— Aim of the exercise —
Only one thing is required: the number of lines in the entries below that contain "RawProbe".

— Records provided —

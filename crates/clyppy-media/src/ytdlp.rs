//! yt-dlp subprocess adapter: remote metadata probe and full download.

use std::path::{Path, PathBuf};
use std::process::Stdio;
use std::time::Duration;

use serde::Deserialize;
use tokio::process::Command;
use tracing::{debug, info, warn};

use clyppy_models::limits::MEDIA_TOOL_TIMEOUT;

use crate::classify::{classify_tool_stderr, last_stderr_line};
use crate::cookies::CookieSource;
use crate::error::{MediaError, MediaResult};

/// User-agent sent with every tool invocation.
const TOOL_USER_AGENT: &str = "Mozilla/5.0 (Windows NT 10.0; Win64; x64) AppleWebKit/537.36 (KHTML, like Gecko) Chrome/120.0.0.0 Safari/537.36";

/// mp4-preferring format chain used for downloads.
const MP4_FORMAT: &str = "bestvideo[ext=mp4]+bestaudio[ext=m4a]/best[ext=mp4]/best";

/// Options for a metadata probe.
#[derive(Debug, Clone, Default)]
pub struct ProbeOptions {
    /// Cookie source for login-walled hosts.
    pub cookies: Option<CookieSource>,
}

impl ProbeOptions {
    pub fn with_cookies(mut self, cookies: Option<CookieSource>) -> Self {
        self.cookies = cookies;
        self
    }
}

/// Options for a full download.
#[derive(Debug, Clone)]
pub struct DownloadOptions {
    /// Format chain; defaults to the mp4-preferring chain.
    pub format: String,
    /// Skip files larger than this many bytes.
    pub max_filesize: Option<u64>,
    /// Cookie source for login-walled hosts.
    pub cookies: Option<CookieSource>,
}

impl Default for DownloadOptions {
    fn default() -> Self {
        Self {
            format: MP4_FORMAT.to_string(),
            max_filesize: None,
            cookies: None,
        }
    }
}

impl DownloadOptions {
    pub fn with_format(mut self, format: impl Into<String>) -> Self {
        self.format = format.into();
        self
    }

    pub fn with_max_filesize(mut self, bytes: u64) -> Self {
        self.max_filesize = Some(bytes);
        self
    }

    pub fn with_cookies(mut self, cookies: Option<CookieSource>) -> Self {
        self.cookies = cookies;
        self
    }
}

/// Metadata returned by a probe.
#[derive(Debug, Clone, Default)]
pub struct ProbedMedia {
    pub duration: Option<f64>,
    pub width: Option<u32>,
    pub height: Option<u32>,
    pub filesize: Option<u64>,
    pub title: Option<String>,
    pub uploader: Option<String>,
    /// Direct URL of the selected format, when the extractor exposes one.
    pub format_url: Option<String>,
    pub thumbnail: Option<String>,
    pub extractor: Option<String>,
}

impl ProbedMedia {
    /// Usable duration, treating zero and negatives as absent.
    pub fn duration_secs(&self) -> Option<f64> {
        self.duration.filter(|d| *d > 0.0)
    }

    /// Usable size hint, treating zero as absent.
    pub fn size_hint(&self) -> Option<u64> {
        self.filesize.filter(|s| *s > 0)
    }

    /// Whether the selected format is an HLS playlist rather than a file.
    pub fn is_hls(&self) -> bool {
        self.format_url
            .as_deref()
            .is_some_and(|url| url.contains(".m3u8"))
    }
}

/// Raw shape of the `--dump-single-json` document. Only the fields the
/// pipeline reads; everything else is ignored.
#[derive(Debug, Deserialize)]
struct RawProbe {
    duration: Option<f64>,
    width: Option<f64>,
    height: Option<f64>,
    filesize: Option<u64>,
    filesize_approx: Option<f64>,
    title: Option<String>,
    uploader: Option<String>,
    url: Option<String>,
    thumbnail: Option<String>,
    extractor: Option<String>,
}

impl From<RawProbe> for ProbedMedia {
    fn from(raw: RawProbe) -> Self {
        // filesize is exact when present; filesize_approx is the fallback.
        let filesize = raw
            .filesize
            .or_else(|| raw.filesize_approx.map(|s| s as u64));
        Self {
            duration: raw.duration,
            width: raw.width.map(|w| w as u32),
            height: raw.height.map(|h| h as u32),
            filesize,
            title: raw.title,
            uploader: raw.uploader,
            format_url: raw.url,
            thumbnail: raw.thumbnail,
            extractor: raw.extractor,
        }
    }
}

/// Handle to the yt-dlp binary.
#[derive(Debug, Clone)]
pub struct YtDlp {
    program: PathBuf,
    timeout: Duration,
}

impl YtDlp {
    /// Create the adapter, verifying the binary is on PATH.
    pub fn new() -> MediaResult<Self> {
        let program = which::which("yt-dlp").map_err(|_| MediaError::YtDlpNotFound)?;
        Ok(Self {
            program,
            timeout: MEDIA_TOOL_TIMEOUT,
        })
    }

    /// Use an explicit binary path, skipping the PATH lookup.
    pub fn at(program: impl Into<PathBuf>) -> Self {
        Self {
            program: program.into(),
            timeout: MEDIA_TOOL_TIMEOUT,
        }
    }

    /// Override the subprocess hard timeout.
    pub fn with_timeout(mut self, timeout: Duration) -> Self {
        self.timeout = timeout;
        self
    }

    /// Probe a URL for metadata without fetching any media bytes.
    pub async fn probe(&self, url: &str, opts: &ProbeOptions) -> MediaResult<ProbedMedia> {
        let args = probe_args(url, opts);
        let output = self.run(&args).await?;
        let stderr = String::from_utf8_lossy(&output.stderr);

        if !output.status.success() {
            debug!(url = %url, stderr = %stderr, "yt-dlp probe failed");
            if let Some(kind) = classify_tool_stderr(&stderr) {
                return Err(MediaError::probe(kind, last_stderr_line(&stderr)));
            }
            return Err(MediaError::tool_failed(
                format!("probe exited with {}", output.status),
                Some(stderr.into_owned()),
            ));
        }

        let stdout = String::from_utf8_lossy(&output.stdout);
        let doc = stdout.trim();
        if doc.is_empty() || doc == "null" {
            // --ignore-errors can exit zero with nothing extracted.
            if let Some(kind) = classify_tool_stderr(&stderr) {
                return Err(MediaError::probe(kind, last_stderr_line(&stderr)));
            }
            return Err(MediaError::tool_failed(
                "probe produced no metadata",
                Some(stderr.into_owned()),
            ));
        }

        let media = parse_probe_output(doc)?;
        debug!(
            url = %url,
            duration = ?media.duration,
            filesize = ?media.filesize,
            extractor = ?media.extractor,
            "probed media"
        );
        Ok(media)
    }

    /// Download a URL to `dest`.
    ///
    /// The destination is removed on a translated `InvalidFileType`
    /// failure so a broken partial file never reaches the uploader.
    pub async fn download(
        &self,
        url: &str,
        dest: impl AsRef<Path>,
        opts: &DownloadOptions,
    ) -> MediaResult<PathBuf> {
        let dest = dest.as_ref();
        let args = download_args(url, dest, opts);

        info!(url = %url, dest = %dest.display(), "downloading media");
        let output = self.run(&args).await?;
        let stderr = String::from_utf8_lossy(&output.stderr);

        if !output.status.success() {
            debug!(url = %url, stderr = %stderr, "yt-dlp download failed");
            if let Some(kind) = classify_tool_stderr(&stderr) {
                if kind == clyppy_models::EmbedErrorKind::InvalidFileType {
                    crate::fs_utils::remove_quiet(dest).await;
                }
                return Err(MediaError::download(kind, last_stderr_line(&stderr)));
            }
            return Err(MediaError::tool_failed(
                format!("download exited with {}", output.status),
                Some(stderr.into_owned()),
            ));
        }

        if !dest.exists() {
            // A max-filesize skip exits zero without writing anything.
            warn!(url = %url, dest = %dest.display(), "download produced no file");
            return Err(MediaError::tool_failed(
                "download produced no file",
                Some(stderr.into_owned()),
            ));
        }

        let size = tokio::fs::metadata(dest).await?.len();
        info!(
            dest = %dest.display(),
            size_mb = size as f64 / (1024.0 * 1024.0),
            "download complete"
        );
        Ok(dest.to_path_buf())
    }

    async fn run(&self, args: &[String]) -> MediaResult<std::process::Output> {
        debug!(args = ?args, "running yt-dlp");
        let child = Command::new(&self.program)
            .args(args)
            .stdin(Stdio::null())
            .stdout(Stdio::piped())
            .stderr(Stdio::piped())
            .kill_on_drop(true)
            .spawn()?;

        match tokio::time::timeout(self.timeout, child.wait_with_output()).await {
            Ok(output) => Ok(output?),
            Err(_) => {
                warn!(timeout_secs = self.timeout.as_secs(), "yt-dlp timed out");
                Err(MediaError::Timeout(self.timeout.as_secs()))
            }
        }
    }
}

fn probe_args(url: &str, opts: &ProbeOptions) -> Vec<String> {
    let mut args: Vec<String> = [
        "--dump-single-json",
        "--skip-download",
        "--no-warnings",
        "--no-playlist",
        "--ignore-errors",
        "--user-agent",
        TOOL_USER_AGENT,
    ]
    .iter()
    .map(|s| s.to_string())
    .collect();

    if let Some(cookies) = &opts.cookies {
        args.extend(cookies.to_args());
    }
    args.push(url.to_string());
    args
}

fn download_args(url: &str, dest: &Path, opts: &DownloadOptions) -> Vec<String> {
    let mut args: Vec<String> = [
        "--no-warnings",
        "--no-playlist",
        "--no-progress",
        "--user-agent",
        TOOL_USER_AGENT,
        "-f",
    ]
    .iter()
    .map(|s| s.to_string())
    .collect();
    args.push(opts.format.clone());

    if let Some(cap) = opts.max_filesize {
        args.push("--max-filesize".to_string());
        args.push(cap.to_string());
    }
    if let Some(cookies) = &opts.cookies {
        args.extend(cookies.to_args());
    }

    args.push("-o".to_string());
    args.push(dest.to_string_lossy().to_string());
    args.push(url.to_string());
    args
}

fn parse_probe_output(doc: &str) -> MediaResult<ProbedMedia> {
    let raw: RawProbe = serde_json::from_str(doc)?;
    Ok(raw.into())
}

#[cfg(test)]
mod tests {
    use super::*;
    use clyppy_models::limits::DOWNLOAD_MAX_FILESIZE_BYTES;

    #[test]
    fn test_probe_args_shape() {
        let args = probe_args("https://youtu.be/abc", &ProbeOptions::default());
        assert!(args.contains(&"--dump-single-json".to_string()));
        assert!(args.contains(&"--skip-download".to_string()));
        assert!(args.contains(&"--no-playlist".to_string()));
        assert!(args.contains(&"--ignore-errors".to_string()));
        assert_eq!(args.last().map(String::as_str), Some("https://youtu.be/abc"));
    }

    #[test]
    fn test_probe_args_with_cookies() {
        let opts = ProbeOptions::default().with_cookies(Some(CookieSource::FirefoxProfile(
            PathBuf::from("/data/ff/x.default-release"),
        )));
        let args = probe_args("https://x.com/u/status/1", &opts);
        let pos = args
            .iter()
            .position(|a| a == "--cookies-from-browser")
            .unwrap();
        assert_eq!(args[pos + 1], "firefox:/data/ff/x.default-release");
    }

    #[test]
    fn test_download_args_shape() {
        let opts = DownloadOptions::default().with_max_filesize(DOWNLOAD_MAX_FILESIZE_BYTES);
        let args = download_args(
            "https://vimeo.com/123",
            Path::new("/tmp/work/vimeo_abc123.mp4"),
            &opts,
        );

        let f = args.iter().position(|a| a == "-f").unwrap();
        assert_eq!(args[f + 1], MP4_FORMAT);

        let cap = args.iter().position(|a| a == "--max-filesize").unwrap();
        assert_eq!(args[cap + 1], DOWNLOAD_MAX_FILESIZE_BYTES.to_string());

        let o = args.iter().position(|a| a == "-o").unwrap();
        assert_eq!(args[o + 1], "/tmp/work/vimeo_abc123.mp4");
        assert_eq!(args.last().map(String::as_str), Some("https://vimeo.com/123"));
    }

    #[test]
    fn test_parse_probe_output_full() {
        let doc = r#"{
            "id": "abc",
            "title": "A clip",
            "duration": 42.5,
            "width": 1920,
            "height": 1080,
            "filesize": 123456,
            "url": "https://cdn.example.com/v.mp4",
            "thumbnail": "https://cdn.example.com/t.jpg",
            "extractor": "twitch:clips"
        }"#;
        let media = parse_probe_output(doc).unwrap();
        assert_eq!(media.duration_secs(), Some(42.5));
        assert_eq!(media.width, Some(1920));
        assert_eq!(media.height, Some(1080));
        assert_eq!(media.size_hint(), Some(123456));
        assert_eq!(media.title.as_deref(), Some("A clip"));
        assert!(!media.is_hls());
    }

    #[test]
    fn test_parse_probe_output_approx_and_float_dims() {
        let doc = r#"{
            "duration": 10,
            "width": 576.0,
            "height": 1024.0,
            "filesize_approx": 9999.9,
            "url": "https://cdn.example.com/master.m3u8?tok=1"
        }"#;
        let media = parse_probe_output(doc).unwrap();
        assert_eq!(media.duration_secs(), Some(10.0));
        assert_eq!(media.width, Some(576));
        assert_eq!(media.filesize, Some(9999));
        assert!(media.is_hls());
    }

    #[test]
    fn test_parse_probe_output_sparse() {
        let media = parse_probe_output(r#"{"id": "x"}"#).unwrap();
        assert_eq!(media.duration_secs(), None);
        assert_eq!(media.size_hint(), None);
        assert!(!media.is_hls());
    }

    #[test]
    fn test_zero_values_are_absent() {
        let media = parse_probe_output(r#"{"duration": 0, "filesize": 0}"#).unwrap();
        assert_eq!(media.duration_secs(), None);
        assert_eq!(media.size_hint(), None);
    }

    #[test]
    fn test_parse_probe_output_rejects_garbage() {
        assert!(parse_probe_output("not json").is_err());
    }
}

...

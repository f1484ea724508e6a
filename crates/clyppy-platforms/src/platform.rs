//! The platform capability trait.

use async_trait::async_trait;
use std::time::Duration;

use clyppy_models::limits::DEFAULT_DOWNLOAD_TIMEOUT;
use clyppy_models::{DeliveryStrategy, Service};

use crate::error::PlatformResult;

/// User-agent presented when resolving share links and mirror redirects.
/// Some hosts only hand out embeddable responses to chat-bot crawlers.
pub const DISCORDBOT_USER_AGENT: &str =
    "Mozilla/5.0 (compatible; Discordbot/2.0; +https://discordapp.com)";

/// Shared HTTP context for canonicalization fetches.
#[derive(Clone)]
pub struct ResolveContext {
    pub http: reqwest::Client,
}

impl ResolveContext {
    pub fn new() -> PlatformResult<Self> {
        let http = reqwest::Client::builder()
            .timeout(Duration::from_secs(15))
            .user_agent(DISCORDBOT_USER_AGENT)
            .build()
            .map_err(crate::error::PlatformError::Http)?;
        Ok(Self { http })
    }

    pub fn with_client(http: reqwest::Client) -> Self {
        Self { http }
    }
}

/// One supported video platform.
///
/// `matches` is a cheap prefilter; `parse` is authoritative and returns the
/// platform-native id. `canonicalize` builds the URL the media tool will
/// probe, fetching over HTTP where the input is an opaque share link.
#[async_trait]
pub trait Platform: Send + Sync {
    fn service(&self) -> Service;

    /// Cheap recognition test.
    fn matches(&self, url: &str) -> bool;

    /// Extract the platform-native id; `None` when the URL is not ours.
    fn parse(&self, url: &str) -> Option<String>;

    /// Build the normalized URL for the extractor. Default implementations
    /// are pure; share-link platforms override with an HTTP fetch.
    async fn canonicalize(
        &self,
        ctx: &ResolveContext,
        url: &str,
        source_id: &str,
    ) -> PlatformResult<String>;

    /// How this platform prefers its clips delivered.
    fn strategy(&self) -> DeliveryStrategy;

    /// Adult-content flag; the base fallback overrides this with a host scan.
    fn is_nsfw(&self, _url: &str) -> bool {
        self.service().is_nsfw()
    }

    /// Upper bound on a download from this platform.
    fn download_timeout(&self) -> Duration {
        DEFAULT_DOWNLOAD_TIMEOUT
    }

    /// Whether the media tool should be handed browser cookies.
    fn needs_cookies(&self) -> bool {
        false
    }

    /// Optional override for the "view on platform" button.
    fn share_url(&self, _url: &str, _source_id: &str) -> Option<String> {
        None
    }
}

— Answer section —
4